The required result is a copy of each line below in which "Ordering" appears.

_ _ _

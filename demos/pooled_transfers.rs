//! Pooled transfer sessions demo.
//!
//! Drives the pool with an in-memory loopback transport: concurrent workers
//! share a handful of sessions, a transfer-mode switch triggers a transparent
//! reconnect, and shutdown tears everything down.
//!
//! Run with: cargo run --example pooled_transfers

use std::net::SocketAddr;
use std::sync::Arc;
use std::sync::atomic::{AtomicUsize, Ordering};
use std::time::Duration;

use async_trait::async_trait;
use tokio::time::sleep;
use tracing::info;

use ftp_pool::{
    ConnectionSpec, PoolConfig, PoolRegistry, Result, TransferMode, TransportClient,
    TransportConnector,
};

// ============================================================================
// Loopback Transport
// ============================================================================

/// Counts handshakes so the demo can show how few were paid.
#[derive(Default)]
struct LoopbackStats {
    connects: AtomicUsize,
}

struct LoopbackClient {
    stats: Arc<LoopbackStats>,
    connected: bool,
}

#[async_trait]
impl TransportClient for LoopbackClient {
    async fn connect(&mut self) -> Result<()> {
        // Stand-in for resolve + TCP + auth + negotiation.
        sleep(Duration::from_millis(50)).await;
        self.stats.connects.fetch_add(1, Ordering::Relaxed);
        self.connected = true;
        Ok(())
    }

    async fn disconnect(&mut self) -> Result<()> {
        self.connected = false;
        Ok(())
    }

    fn is_connected(&self) -> bool {
        self.connected
    }

    async fn send_noop(&mut self) -> Result<bool> {
        Ok(self.connected)
    }

    async fn apply_settings(&mut self, _spec: &ConnectionSpec) -> Result<()> {
        Ok(())
    }

    async fn set_transfer_mode(&mut self, _mode: TransferMode) -> Result<()> {
        Ok(())
    }

    async fn quit(&mut self) -> Result<u32> {
        Ok(221)
    }
}

struct LoopbackConnector {
    stats: Arc<LoopbackStats>,
}

#[async_trait]
impl TransportConnector for LoopbackConnector {
    async fn open(
        &self,
        _spec: &ConnectionSpec,
        _addr: SocketAddr,
    ) -> Result<Box<dyn TransportClient>> {
        Ok(Box::new(LoopbackClient {
            stats: Arc::clone(&self.stats),
            connected: false,
        }))
    }
}

// ============================================================================
// Demo
// ============================================================================

#[tokio::main]
async fn main() -> anyhow::Result<()> {
    tracing_subscriber::fmt()
        .with_env_filter(
            tracing_subscriber::EnvFilter::try_from_default_env()
                .unwrap_or_else(|_| "info".into()),
        )
        .init();

    let stats = Arc::new(LoopbackStats::default());
    let registry = PoolRegistry::builder(Arc::new(LoopbackConnector {
        stats: Arc::clone(&stats),
    }))
    .config(
        PoolConfig::new()
            .with_max_total(4)
            .with_max_idle(4)
            .with_idle_timeout(Duration::from_secs(2))
            .with_eviction_interval(Duration::from_secs(1)),
    )
    .event_handler(|event| info!(?event, "pool event"))
    .build();

    let spec = ConnectionSpec::new("127.0.0.1")
        .with_credentials("demo", "demo")
        .with_transfer_mode(TransferMode::Binary);

    // 16 operations across 4 workers share at most 4 sessions.
    let mut workers = Vec::new();
    for worker in 0..4 {
        let registry = registry.clone();
        let spec = spec.clone();
        workers.push(tokio::spawn(async move {
            for op in 0..4 {
                let session = registry.borrow(&spec).await?;
                // Stand-in for a transfer on the checked-out session.
                sleep(Duration::from_millis(10)).await;
                info!(worker, op, "transfer done");
                registry.release(session).await;
            }
            Ok::<(), ftp_pool::Error>(())
        }));
    }
    for worker in workers {
        worker.await??;
    }

    let key = spec.pool_key();
    let snapshot = registry.stats(&key).await;
    info!(
        handshakes = stats.connects.load(Ordering::Relaxed),
        stats = ?snapshot,
        "16 operations completed"
    );

    // A mode switch on the same target reuses the pool but reconnects.
    let ascii = spec.clone().with_transfer_mode(TransferMode::Ascii);
    let session = registry.borrow(&ascii).await?;
    info!(
        mode = %session.connection().transfer_mode(),
        handshakes = stats.connects.load(Ordering::Relaxed),
        "drift reconnect performed"
    );
    registry.release(session).await;

    registry.shutdown().await;
    info!("registry shut down");
    Ok(())
}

_ _ _

▶ **ANSWER FOR THE TASK**:
use std::sync::atomic::{AtomicUsize, Ordering};
        self.stats.connects.fetch_add(1, Ordering::Relaxed);
        handshakes = stats.connects.load(Ordering::Relaxed),
        handshakes = stats.connects.load(Ordering::Relaxed),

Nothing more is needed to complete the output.